**What you need to do:** Pick each line containing "UnknownEncoding" out of the records.

(Information given Opens)

//! UUencode decoding
//!
//! UUencoded bodies open with `begin <mode> <name>`, carry lines whose first
//! character declares the decoded byte count (offset from space), followed by
//! 4-character groups each encoding 3 bytes, and close with a backtick/empty
//! line and `end`. Real posts are frequently sloppy about trailing characters,
//! so short lines are padded rather than rejected.

use crate::error::DecodeError;

/// Result of decoding one UUencoded article body
#[derive(Debug, Clone)]
pub struct UuDecoded {
    /// Decoded bytes
    pub data: Vec<u8>,
    /// Filename from the `begin` line
    pub name: Option<String>,
}

/// Decode one UUencoded article body.
///
/// Fails only when no `begin` line is present; malformed data lines decode
/// best-effort (missing characters treated as zero bits).
pub fn decode(body: &[u8]) -> Result<UuDecoded, DecodeError> {
    let mut lines = body.split(|&b| b == b'\n').map(strip_cr);

    let name = loop {
        let line = lines.next().ok_or(DecodeError::UnknownEncoding)?;
        if let Some(name) = parse_begin(line) {
            break name;
        }
    };

    let mut data = Vec::new();
    for line in lines {
        if line.is_empty() || line == b"`" {
            continue;
        }
        if line == b"end" {
            break;
        }
        decode_line(line, &mut data);
    }

    Ok(UuDecoded { data, name })
}

/// Whether a line looks like a UUencode `begin` header: `begin <octal-mode> <name>`
pub(super) fn is_begin_line(line: &[u8]) -> bool {
    parse_begin(line).is_some()
}

fn parse_begin(line: &[u8]) -> Option<Option<String>> {
    let text = std::str::from_utf8(line).ok()?;
    let rest = text.strip_prefix("begin ")?;
    let (mode, name) = rest.split_once(' ')?;
    if mode.is_empty() || !mode.bytes().all(|b| b.is_ascii_digit() && b < b'8') {
        return None;
    }
    let name = name.trim();
    Some((!name.is_empty()).then(|| name.to_string()))
}

fn strip_cr(line: &[u8]) -> &[u8] {
    match line.last() {
        Some(b'\r') => &line[..line.len() - 1],
        _ => line,
    }
}

fn uu_val(byte: u8) -> u8 {
    byte.wrapping_sub(0x20) & 0x3f
}

/// Decode one UUencoded data line into `out`.
///
/// The first character declares how many decoded bytes the line carries; the
/// groups that follow are decoded and then truncated to that count, which
/// also absorbs the off-by-one-length lines some encoders emit.
fn decode_line(line: &[u8], out: &mut Vec<u8>) {
    let declared = uu_val(line[0]) as usize;
    if declared == 0 {
        return;
    }

    let start = out.len();
    let mut chunk = [0u8; 4];
    for group in line[1..].chunks(4) {
        chunk.fill(b'`');
        chunk[..group.len()].copy_from_slice(group);
        let d: Vec<u8> = chunk.iter().map(|&c| uu_val(c)).collect();
        out.push((d[0] << 2) | (d[1] >> 4));
        out.push((d[1] << 4) | (d[2] >> 2));
        out.push((d[2] << 6) | d[3]);
    }
    out.truncate(start + declared);
}

/// UUencode a blob, for tests and fixtures.
#[doc(hidden)]
pub fn encode_for_test(name: &str, data: &[u8]) -> Vec<u8> {
    fn uu_char(val: u8) -> u8 {
        if val == 0 { b'`' } else { val + 0x20 }
    }

    let mut out = format!("begin 644 {name}\r\n").into_bytes();
    for line in data.chunks(45) {
        out.push(uu_char(line.len() as u8));
        for group in line.chunks(3) {
            let mut buf = [0u8; 3];
            buf[..group.len()].copy_from_slice(group);
            out.push(uu_char(buf[0] >> 2));
            out.push(uu_char(((buf[0] << 4) | (buf[1] >> 4)) & 0x3f));
            out.push(uu_char(((buf[1] << 2) | (buf[2] >> 6)) & 0x3f));
            out.push(uu_char(buf[2] & 0x3f));
        }
        out.extend_from_slice(b"\r\n");
    }
    out.extend_from_slice(b"`\r\nend\r\n");
    out
}

// unwrap/expect are acceptable in tests for concise failure-on-error assertions
#[allow(clippy::unwrap_used, clippy::expect_used)]
#[cfg(test)]
mod tests {
    use super::*;

    #[test]
    fn round_trips_arbitrary_bytes() {
        let blob: Vec<u8> = (0..=255u8).cycle().take(1000).collect();
        let encoded = encode_for_test("blob.bin", &blob);

        let decoded = decode(&encoded).unwrap();
        assert_eq!(decoded.data, blob);
        assert_eq!(decoded.name.as_deref(), Some("blob.bin"));
    }

    #[test]
    fn decodes_the_classic_cat_example() {
        // "Cat" encodes to "#0V%T" with length char '#' (3 bytes)
        let body = b"begin 644 cat.txt\r\n#0V%T\r\n`\r\nend\r\n";
        let decoded = decode(&body[..]).unwrap();
        assert_eq!(decoded.data, b"Cat");
    }

    #[test]
    fn tolerates_line_with_missing_trailing_character() {
        // Drop the final character of the data line; the declared length
        // still says 3 bytes, so the missing bits decode as zero
        let body = b"begin 644 short.txt\r\n#0V%\r\n`\r\nend\r\n";
        let decoded = decode(&body[..]).unwrap();
        assert_eq!(decoded.data.len(), 3, "declared length wins over line length");
        assert_eq!(&decoded.data[..2], b"Ca");
    }

    #[test]
    fn body_without_begin_is_unknown_encoding() {
        let err = decode(b"no header here\r\n").unwrap_err();
        assert_eq!(err, DecodeError::UnknownEncoding);
    }

    #[test]
    fn begin_line_requires_octal_mode() {
        assert!(is_begin_line(b"begin 644 file.bin"));
        assert!(is_begin_line(b"begin 0755 tool"));
        assert!(
            !is_begin_line(b"begin now, the story"),
            "prose starting with 'begin' must not be mistaken for a header"
        );
        assert!(!is_begin_line(b"begin 999 file.bin"), "9 is not octal");
        assert!(!is_begin_line(b"begin"));
    }

    #[test]
    fn stops_at_end_marker() {
        let mut body = encode_for_test("x.bin", b"data");
        body.extend_from_slice(b"#0V%T\r\n");
        let decoded = decode(&body).unwrap();
        assert_eq!(decoded.data, b"data", "lines after end must be ignored");
    }

    #[test]
    fn empty_payload_decodes_to_empty() {
        let encoded = encode_for_test("empty.bin", b"");
        let decoded = decode(&encoded).unwrap();
        assert!(decoded.data.is_empty());
    }
}
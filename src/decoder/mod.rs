//! Article decoding — yEnc and UUencode detection, decode, and validation
//!
//! Decoding is pure and never blocks the pipeline: an article with no
//! recognizable encoding header, or one that fails CRC/size validation,
//! degrades to best-effort output (empty for the former) instead of aborting
//! the download. Corruption is expected to be repaired downstream by PAR2
//! tooling, which is outside this crate.

pub mod uu;
pub mod yenc;

/// Encoding detected in an article body
#[derive(Clone, Copy, Debug, PartialEq, Eq)]
pub enum Encoding {
    /// yEnc (`=ybegin` header)
    Yenc,
    /// UUencode (`begin <mode> <name>` header)
    UuEncode,
    /// No recognizable header; decodes to a zero-byte placeholder
    Unknown,
}

/// One decoded article, ready to be written as a segment file
#[derive(Debug, Clone)]
pub struct DecodedArticle {
    /// Decoded bytes (empty for [`Encoding::Unknown`])
    pub data: Vec<u8>,
    /// Which encoding was detected
    pub encoding: Encoding,
    /// Filename declared in the encoding header, used to resolve the parent
    /// file's real name when the first segment decodes
    pub filename: Option<String>,
    /// CRC verdict: Some(false) means the declared checksum did not match
    pub crc_ok: Option<bool>,
    /// Size verdict against the trailer's declared size
    pub size_ok: Option<bool>,
}

impl DecodedArticle {
    fn placeholder() -> Self {
        Self {
            data: Vec::new(),
            encoding: Encoding::Unknown,
            filename: None,
            crc_ok: None,
            size_ok: None,
        }
    }
}

/// Decode one raw article body.
///
/// Never fails: detection scans for an `=ybegin` or UUencode `begin` line and
/// an unrecognizable body produces an empty [`DecodedArticle`]. CRC and size
/// mismatches are reported in the result (and logged by the caller) but do not
/// reject the decoded data.
pub fn decode_article(body: &[u8]) -> DecodedArticle {
    match detect_encoding(body) {
        Encoding::Yenc => match yenc::decode(body) {
            Ok(decoded) => DecodedArticle {
                crc_ok: decoded.crc_matches(),
                size_ok: decoded.size_matches(),
                filename: decoded.header.name,
                data: decoded.data,
                encoding: Encoding::Yenc,
            },
            Err(e) => {
                tracing::warn!(error = %e, "yEnc decode failed, writing placeholder");
                DecodedArticle::placeholder()
            }
        },
        Encoding::UuEncode => match uu::decode(body) {
            Ok(decoded) => DecodedArticle {
                data: decoded.data,
                encoding: Encoding::UuEncode,
                filename: decoded.name,
                crc_ok: None,
                size_ok: None,
            },
            Err(e) => {
                tracing::warn!(error = %e, "UUencode decode failed, writing placeholder");
                DecodedArticle::placeholder()
            }
        },
        Encoding::Unknown => {
            tracing::debug!(
                body_len = body.len(),
                "no recognizable encoding header, writing placeholder"
            );
            DecodedArticle::placeholder()
        }
    }
}

/// Scan the body's lines for an encoding header
pub fn detect_encoding(body: &[u8]) -> Encoding {
    for line in body.split(|&b| b == b'\n') {
        let line = match line.last() {
            Some(b'\r') => &line[..line.len() - 1],
            _ => line,
        };
        if line.starts_with(b"=ybegin") {
            return Encoding::Yenc;
        }
        if uu::is_begin_line(line) {
            return Encoding::UuEncode;
        }
    }
    Encoding::Unknown
}
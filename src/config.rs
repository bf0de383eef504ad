//! Configuration for nzb-dl
//!
//! The library does not load configuration from disk; collaborators construct
//! a [`Config`] (directly or via serde) and pass it to the coordinator. Every
//! field carries a serde default so partial documents deserialize cleanly.

use crate::error::{Error, QueueError, Result};
use serde::{Deserialize, Serialize};
use std::path::PathBuf;

/// Maximum number of server pools (bounded by the failed-pool bitmask width)
pub const MAX_POOLS: usize = 32;

/// Top-level configuration
#[derive(Clone, Debug, Default, Serialize, Deserialize)]
pub struct Config {
    /// NNTP server profiles, one per pool, in fill-order priority
    #[serde(default)]
    pub servers: Vec<ServerConfig>,

    /// Download behavior settings
    #[serde(default)]
    pub download: DownloadConfig,

    /// Reconnect/backoff policy
    #[serde(default)]
    pub retry: RetryConfig,
}

impl Config {
    /// Validate the configuration before the coordinator starts.
    ///
    /// Checks that at least one server is configured, the pool count fits the
    /// failed-pool mask, every server has at least one connection, and server
    /// names are unique (they key retry bookkeeping and status output).
    pub fn validate(&self) -> Result<()> {
        if self.servers.is_empty() {
            return Err(Error::Config {
                message: "at least one NNTP server must be configured".to_string(),
                key: Some("servers".to_string()),
            });
        }
        if self.servers.len() > MAX_POOLS {
            return Err(Error::Queue(QueueError::TooManyPools {
                count: self.servers.len(),
            }));
        }
        for server in &self.servers {
            if server.connections == 0 {
                return Err(Error::Config {
                    message: format!("server {} has zero connections", server.name),
                    key: Some("servers.connections".to_string()),
                });
            }
            if server.host.is_empty() {
                return Err(Error::Config {
                    message: format!("server {} has an empty host", server.name),
                    key: Some("servers.host".to_string()),
                });
            }
        }
        let mut names: Vec<&str> = self.servers.iter().map(|s| s.name.as_str()).collect();
        names.sort_unstable();
        names.dedup();
        if names.len() != self.servers.len() {
            return Err(Error::Config {
                message: "server names must be unique".to_string(),
                key: Some("servers.name".to_string()),
            });
        }
        Ok(())
    }
}

/// One NNTP server profile (one pool)
#[derive(Clone, Debug, Serialize, Deserialize)]
pub struct ServerConfig {
    /// Human-readable pool name used in logs and status output
    pub name: String,

    /// Server hostname
    pub host: String,

    /// Server port
    #[serde(default = "default_port")]
    pub port: u16,

    /// Username for AUTHINFO (None = no authentication)
    #[serde(default)]
    pub username: Option<String>,

    /// Password for AUTHINFO
    #[serde(default)]
    pub password: Option<String>,

    /// Number of concurrent connections to this server
    #[serde(default = "default_connections")]
    pub connections: u32,

    /// Fill-order priority relative to other pools (lower = preferred).
    /// Currently informational; all pools pull from the shared queue.
    #[serde(default)]
    pub priority: i32,

    /// Skip the GROUP exchange before BODY (some servers accept BODY by
    /// message-id without a selected group)
    #[serde(default)]
    pub skip_group_command: bool,

    /// Seconds of idleness before an anti-idle command is sent
    #[serde(default = "default_anti_idle_secs")]
    pub anti_idle_secs: u64,

    /// Optional per-server read-rate cap in bytes per second
    #[serde(default)]
    pub speed_limit_bps: Option<u64>,

    /// Optional local address to bind outgoing connections to
    #[serde(default)]
    pub bind_address: Option<String>,
}

impl Default for ServerConfig {
    fn default() -> Self {
        Self {
            name: String::new(),
            host: String::new(),
            port: default_port(),
            username: None,
            password: None,
            connections: default_connections(),
            priority: 0,
            skip_group_command: false,
            anti_idle_secs: default_anti_idle_secs(),
            speed_limit_bps: None,
            bind_address: None,
        }
    }
}

/// Download behavior settings
#[derive(Clone, Debug, Serialize, Deserialize)]
pub struct DownloadConfig {
    /// Directory for in-flight segment files and temp names
    #[serde(default = "default_working_dir")]
    pub working_dir: PathBuf,

    /// Directory where assembled files land
    #[serde(default = "default_dest_dir")]
    pub dest_dir: PathBuf,

    /// Global read-rate cap in bytes per second (None = unlimited)
    #[serde(default)]
    pub speed_limit_bps: Option<u64>,

    /// Abort an in-flight fetch if no data arrives for this many seconds
    #[serde(default = "default_active_timeout_secs")]
    pub active_timeout_secs: u64,

    /// Minimum free disk space; writes below this trigger the disk-full pause
    #[serde(default = "default_min_free_disk_bytes")]
    pub min_free_disk_bytes: u64,

    /// Number of decode worker tasks
    #[serde(default = "default_decode_workers")]
    pub decode_workers: usize,
}

impl Default for DownloadConfig {
    fn default() -> Self {
        Self {
            working_dir: default_working_dir(),
            dest_dir: default_dest_dir(),
            speed_limit_bps: None,
            active_timeout_secs: default_active_timeout_secs(),
            min_free_disk_bytes: default_min_free_disk_bytes(),
            decode_workers: default_decode_workers(),
        }
    }
}

/// Reconnect/backoff policy
///
/// Delays grow by `backoff_multiplier` per consecutive failure (the default is
/// the golden ratio), capped at `max_delay_ms`, with optional jitter to avoid
/// reconnect stampedes across connections.
#[derive(Clone, Debug, Serialize, Deserialize)]
pub struct RetryConfig {
    /// Delay before the first reconnect attempt, in milliseconds
    #[serde(default = "default_initial_delay_ms")]
    pub initial_delay_ms: u64,

    /// Upper bound on the reconnect delay, in milliseconds
    #[serde(default = "default_max_delay_ms")]
    pub max_delay_ms: u64,

    /// Multiplier applied to the delay after each consecutive failure
    #[serde(default = "default_backoff_multiplier")]
    pub backoff_multiplier: f64,

    /// Add up to ±25% random jitter to each delay
    #[serde(default = "default_jitter")]
    pub jitter: bool,
}

impl Default for RetryConfig {
    fn default() -> Self {
        Self {
            initial_delay_ms: default_initial_delay_ms(),
            max_delay_ms: default_max_delay_ms(),
            backoff_multiplier: default_backoff_multiplier(),
            jitter: default_jitter(),
        }
    }
}

fn default_port() -> u16 {
    119
}

fn default_connections() -> u32 {
    4
}

fn default_anti_idle_secs() -> u64 {
    // Under the common 5-minute server-side idle cutoff
    270
}

fn default_working_dir() -> PathBuf {
    PathBuf::from("working")
}

fn default_dest_dir() -> PathBuf {
    PathBuf::from("downloads")
}

fn default_active_timeout_secs() -> u64 {
    30
}

fn default_min_free_disk_bytes() -> u64 {
    // 100 MiB
    100 * 1024 * 1024
}

fn default_decode_workers() -> usize {
    2
}

fn default_initial_delay_ms() -> u64 {
    2_000
}

fn default_max_delay_ms() -> u64 {
    60_000
}

fn default_backoff_multiplier() -> f64 {
    // Golden ratio: grows noticeably slower than doubling
    1.618
}

fn default_jitter() -> bool {
    true
}

// unwrap/expect are acceptable in tests for concise failure-on-error assertions
#[allow(clippy::unwrap_used, clippy::expect_used)]
#[cfg(test)]
mod tests {
    use super::*;

    fn one_server(name: &str) -> ServerConfig {
        ServerConfig {
            name: name.to_string(),
            host: "news.example.com".to_string(),
            ..Default::default()
        }
    }

    #[test]
    fn default_config_deserializes_from_empty_document() {
        let config: Config = serde_json::from_str("{}").unwrap();
        assert!(config.servers.is_empty());
        assert_eq!(config.download.active_timeout_secs, 30);
        assert_eq!(config.retry.initial_delay_ms, 2_000);
    }

    #[test]
    fn partial_server_document_fills_in_defaults() {
        let json = r#"{"name": "primary", "host": "news.example.com"}"#;
        let server: ServerConfig = serde_json::from_str(json).unwrap();
        assert_eq!(server.port, 119);
        assert_eq!(server.connections, 4);
        assert_eq!(server.anti_idle_secs, 270);
        assert!(!server.skip_group_command);
        assert!(server.username.is_none());
    }

    #[test]
    fn retry_defaults_use_golden_ratio_multiplier() {
        let retry = RetryConfig::default();
        assert!(
            (retry.backoff_multiplier - 1.618).abs() < f64::EPSILON,
            "default multiplier should be the golden ratio"
        );
        assert!(retry.jitter);
        assert_eq!(retry.max_delay_ms, 60_000);
    }

    #[test]
    fn validate_rejects_empty_server_list() {
        let config = Config::default();
        let err = config.validate().unwrap_err();
        assert!(
            matches!(err, Error::Config { ref key, .. } if key.as_deref() == Some("servers")),
            "empty server list should fail validation on the servers key"
        );
    }

    #[test]
    fn validate_rejects_more_than_32_pools() {
        let config = Config {
            servers: (0..33).map(|i| one_server(&format!("pool{i}"))).collect(),
            ..Default::default()
        };
        let err = config.validate().unwrap_err();
        assert!(matches!(
            err,
            Error::Queue(QueueError::TooManyPools { count: 33 })
        ));
    }

    #[test]
    fn validate_rejects_zero_connection_server() {
        let mut server = one_server("primary");
        server.connections = 0;
        let config = Config {
            servers: vec![server],
            ..Default::default()
        };
        assert!(config.validate().is_err());
    }

    #[test]
    fn validate_rejects_duplicate_server_names() {
        let config = Config {
            servers: vec![one_server("primary"), one_server("primary")],
            ..Default::default()
        };
        let err = config.validate().unwrap_err();
        assert!(
            err.to_string().contains("unique"),
            "duplicate pool names must be rejected, got: {err}"
        );
    }

    #[test]
    fn validate_accepts_a_reasonable_two_pool_config() {
        let config = Config {
            servers: vec![one_server("primary"), one_server("backup")],
            ..Default::default()
        };
        config.validate().unwrap();
    }
}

(Information given Closes)

**The completed task:**
        let line = lines.next().ok_or(DecodeError::UnknownEncoding)?;
        assert_eq!(err, DecodeError::UnknownEncoding);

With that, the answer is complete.